#### Listed records
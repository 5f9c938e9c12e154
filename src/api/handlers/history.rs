//! Handlers for the analysis history endpoints.

use super::user_id_from_headers;
use crate::api::models::history::{DeleteResponse, HistoryItemResponse, HistoryListResponse};
use crate::api::models::pagination::{HistoryQuery, PageInfo};
use crate::db::handlers::History;
use crate::db::models::history::HistoryId;
use crate::errors::{Error, Result};
use crate::AppState;
use axum::extract::{Path, Query, State};
use axum::http::HeaderMap;
use axum::Json;
use sqlx::PgPool;
use tracing::instrument;

/// History endpoints need a database; analyze works without one.
fn history_pool(state: &AppState) -> Result<&PgPool> {
    state.db.as_ref().ok_or(Error::ProviderUnavailable {
        provider: "El historial".to_string(),
    })
}

/// Path IDs arrive as strings so a non-numeric ID can produce a 400 with a
/// Spanish message rather than axum's default rejection.
fn parse_id(raw: &str) -> Result<HistoryId> {
    raw.parse().map_err(|_| Error::BadRequest {
        message: "El ID debe ser un número".to_string(),
    })
}

#[utoipa::path(
    get,
    path = "/api/history",
    params(HistoryQuery),
    responses(
        (status = 200, description = "Page of analysis history", body = HistoryListResponse),
        (status = 500, description = "History is unavailable"),
    ),
    tag = "history"
)]
#[instrument(skip_all)]
pub async fn list_history(
    State(state): State<AppState>,
    Query(query): Query<HistoryQuery>,
    headers: HeaderMap,
) -> Result<Json<HistoryListResponse>> {
    let pool = history_pool(&state)?;
    let user_id = user_id_from_headers(&headers);
    let (limit, offset) = (query.limit(), query.offset());

    let mut conn = pool.acquire().await.map_err(anyhow::Error::from)?;
    let mut repo = History::new(&mut conn);
    let records = repo.list(user_id.as_deref(), limit, offset).await?;
    let total = repo.count(user_id.as_deref()).await?;

    Ok(Json(HistoryListResponse {
        history: records.into_iter().map(HistoryItemResponse::from).collect(),
        pagination: PageInfo::new(total, limit, offset),
    }))
}

#[utoipa::path(
    get,
    path = "/api/history/{id}",
    params(("id" = String, Path, description = "History row ID")),
    responses(
        (status = 200, description = "One analysis", body = HistoryItemResponse),
        (status = 400, description = "Non-numeric ID"),
        (status = 404, description = "Not found or belongs to another user"),
    ),
    tag = "history"
)]
#[instrument(skip_all, fields(id = %id))]
pub async fn get_history_item(
    State(state): State<AppState>,
    Path(id): Path<String>,
    headers: HeaderMap,
) -> Result<Json<HistoryItemResponse>> {
    let pool = history_pool(&state)?;
    let id = parse_id(&id)?;
    let user_id = user_id_from_headers(&headers);

    let mut conn = pool.acquire().await.map_err(anyhow::Error::from)?;
    let record = History::new(&mut conn)
        .get_by_id(id, user_id.as_deref())
        .await?
        .ok_or_else(|| Error::NotFound {
            resource: "analysis".to_string(),
            id: id.to_string(),
        })?;

    Ok(Json(HistoryItemResponse::from(record)))
}

#[utoipa::path(
    delete,
    path = "/api/history/{id}",
    params(("id" = String, Path, description = "History row ID")),
    responses(
        (status = 200, description = "Deleted", body = DeleteResponse),
        (status = 400, description = "Non-numeric ID"),
        (status = 404, description = "Not found or belongs to another user"),
    ),
    tag = "history"
)]
#[instrument(skip_all, fields(id = %id))]
pub async fn delete_history_item(
    State(state): State<AppState>,
    Path(id): Path<String>,
    headers: HeaderMap,
) -> Result<Json<DeleteResponse>> {
    let pool = history_pool(&state)?;
    let id = parse_id(&id)?;
    let user_id = user_id_from_headers(&headers);

    let mut conn = pool.acquire().await.map_err(anyhow::Error::from)?;
    let deleted = History::new(&mut conn).delete(id, user_id.as_deref()).await?;
    if !deleted {
        return Err(Error::NotFound {
            resource: "analysis".to_string(),
            id: id.to_string(),
        });
    }

    Ok(Json(DeleteResponse {
        message: "Análisis eliminado correctamente".to_string(),
        id,
    }))
}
########
◆ **Task item**
Write out each line above that contains the word "NotFound".

◆ **Exercise solution**
        .ok_or_else(|| Error::NotFound {
        return Err(Error::NotFound {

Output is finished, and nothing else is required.